Though there has been a lot of press about both, most of the attention has been focused on Yes! because it is the newer business and received financial help from the District Government to open East of the River. The news has led many to believe that the closure is because the community is either not interested in organic food products or its just too expensive.

A couple of weekends ago, I put on my Mike Debonis/Tim Craig hat and did some investigative reporting. I wanted to compare the prices of food products from Yes! Organic to those at the Anacostia Warehouse.

The Anacostia Warehouse Supermarket is located on Good Hope Rd and has been in operation for a number of years. I’ve been told that it has done well financially so I was assuming that prices must be cheaper. I was never a regular shopper at the Anacostia Warehouse. I’ve been in one time and left quick. Needless to say, the facility was hideous and I cannot understand for the life of me why the District did not shut this place down years ago. I am sure it had hundreds of health code violations.

But let’s put that on pause and compare prices between the two. Again, keep in mind, this is supposed to be my version of an undercover sting operation so the pics might not be the best.

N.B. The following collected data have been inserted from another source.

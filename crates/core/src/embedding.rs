use sha2::{Digest, Sha256};

use crate::schema::fold;

#[derive(Debug, Clone, Copy)]
pub struct HashEmbedderConfig {
    pub dimensions: usize,
    pub seed: u64,
}

impl Default for HashEmbedderConfig {
    fn default() -> Self {
        Self {
            dimensions: 256,
            seed: 1337,
        }
    }
}

/// Offline bag-of-tokens embedder. Tokens are accent-folded so "Matrícula" and
/// "matricula" land in the same bucket; output is unit length (or all zeros).
#[derive(Debug, Clone)]
pub struct HashEmbedder {
    config: HashEmbedderConfig,
}

impl HashEmbedder {
    pub fn new(config: HashEmbedderConfig) -> Self {
        Self { config }
    }

    pub fn dimensions(&self) -> usize {
        self.config.dimensions.max(1)
    }

    pub fn model_name(&self) -> String {
        format!("hash-{}-{}", self.dimensions(), self.config.seed)
    }

    pub fn embed_text(&self, text: &str) -> Vec<f32> {
        let dims = self.dimensions();
        let mut vector = vec![0f32; dims];
        let folded = fold(text);
        for token in folded
            .split(|c: char| !c.is_alphanumeric())
            .filter(|t| !t.is_empty())
        {
            let (bucket, sign) = self.bucket_for(token);
            vector[bucket] += sign;
        }
        normalize(&mut vector);
        vector
    }

    fn bucket_for(&self, token: &str) -> (usize, f32) {
        let mut hasher = Sha256::new();
        hasher.update(self.config.seed.to_le_bytes());
        hasher.update(token.as_bytes());
        let digest = hasher.finalize();
        let mut head = [0u8; 8];
        head.copy_from_slice(&digest[..8]);
        let value = u64::from_le_bytes(head);
        let bucket = (value % self.dimensions() as u64) as usize;
        let sign = if digest[8] & 1 == 0 { 1.0 } else { -1.0 };
        (bucket, sign)
    }
}

fn normalize(vector: &mut [f32]) {
    let norm = vector.iter().map(|v| v * v).sum::<f32>().sqrt();
    if norm == 0.0 {
        return;
    }
    for value in vector.iter_mut() {
        *value /= norm;
    }
}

                                                    AWS                                         Yes!
                                           .89 cents per lb                          .79 cents per lb


                                                        AWS                                          Yes!
                                                 $4.59 per gallon                       $4.49 per gallon


                                                     AWS                                            Yes!
                                             $3.59 per carton                          $3.99 per carton


                                                    AWS                                         Yes!
                                                   $3.59                                         $3.59


                                                     AWS                                      Yes!
                                                    $5.29                                      $3.99


                                                          AWS                                         Yes!
                                                          $4.59                                        $3.00


                                                      AWS                                       Yes!
                                                $3.14 per lb                            $2.42 per lb


                                                  AWS                                        Yes!
                                            $1.89 per lb                               $1.89 per lb


                                                   AWS                                        Yes!
                                                   $1.39                                       $1.49


                                                    AWS                                        Yes!
                                           .79 cents per lb                            $1.49 per lb


                                                      AWS                                     Yes!
                                                   .99 cents                               .99 cents


                                                           AWS                                            Yes!
                                                           $5.19                                           $2.99

So here is what I learned doing this exercise:
1. Anacostia Warehouse Supermarket was charging some outrageous prices for some of its products.
2. Though its prices were high, it was supported by residents in part because it was convenient to get to and they were familiar with its food products.
3. There is a mental barrier when people think of organic food. I think many assume that organic food is different and more expensive.
4. Yes! Organic most likely is going out of business because they were not aggressive in introducing residents to it food products.
5.  Organic manufactures should rebrand there packaging to make it more appealing to customers. If packaging looks bland, I think people think the food is tasteless.
6. Location, Location, Location is important in real estate. Though many wanted to support the store, it was a hassle to get in and out of the building.
7. The City needs to step in and work with the new owner of the AWS Building to get a full service grocery story in this location.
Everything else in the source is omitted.